__Saved data entries__
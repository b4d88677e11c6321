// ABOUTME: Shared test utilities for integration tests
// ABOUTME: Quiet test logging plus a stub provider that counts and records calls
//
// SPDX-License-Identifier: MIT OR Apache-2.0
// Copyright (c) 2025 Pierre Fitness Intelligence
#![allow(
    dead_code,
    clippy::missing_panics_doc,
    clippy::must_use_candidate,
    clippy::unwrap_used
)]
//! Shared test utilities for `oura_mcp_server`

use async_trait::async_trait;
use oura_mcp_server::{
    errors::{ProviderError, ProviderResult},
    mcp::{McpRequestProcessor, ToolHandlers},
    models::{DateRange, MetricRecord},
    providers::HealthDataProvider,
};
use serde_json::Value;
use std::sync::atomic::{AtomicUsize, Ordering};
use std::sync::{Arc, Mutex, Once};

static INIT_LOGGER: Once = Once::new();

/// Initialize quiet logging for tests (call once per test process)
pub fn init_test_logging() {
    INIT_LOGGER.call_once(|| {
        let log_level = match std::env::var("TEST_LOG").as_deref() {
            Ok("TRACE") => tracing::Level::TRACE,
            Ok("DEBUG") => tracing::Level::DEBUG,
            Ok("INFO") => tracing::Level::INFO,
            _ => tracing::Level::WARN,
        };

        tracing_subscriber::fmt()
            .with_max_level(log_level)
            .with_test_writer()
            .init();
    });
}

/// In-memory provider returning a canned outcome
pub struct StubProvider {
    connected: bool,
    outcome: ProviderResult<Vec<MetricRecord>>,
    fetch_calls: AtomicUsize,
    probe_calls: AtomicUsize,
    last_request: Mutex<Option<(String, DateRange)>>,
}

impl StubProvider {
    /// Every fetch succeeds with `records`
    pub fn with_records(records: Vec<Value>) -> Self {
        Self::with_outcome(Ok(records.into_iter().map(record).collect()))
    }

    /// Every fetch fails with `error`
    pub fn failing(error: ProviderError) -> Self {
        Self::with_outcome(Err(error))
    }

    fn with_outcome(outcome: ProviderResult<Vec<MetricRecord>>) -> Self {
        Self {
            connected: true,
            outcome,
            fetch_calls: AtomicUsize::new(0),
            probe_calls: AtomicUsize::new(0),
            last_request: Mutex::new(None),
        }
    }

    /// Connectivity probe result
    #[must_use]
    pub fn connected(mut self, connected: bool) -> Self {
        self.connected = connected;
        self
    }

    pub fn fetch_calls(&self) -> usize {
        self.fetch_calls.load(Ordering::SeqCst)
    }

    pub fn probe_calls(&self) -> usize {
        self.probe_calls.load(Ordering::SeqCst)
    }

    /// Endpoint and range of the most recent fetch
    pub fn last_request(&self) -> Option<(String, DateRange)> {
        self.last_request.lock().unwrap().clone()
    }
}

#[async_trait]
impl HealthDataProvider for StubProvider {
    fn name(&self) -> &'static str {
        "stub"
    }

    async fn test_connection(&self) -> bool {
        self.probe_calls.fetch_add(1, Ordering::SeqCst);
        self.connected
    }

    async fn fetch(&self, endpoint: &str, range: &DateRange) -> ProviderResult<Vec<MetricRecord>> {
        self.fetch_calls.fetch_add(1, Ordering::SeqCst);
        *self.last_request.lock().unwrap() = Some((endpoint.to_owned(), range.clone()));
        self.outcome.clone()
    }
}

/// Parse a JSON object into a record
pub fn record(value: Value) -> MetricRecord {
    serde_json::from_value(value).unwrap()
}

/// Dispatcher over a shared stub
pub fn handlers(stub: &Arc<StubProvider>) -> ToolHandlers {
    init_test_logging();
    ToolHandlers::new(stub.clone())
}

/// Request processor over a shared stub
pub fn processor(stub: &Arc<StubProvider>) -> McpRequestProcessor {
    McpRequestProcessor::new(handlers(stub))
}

__Assignment__
Where the word "DateRange" shows up in a line of the entries above, copy that line.

__Task response__
    models::{DateRange, MetricRecord},
    last_request: Mutex<Option<(String, DateRange)>>,
    pub fn last_request(&self) -> Option<(String, DateRange)> {
    async fn fetch(&self, endpoint: &str, range: &DateRange) -> ProviderResult<Vec<MetricRecord>> {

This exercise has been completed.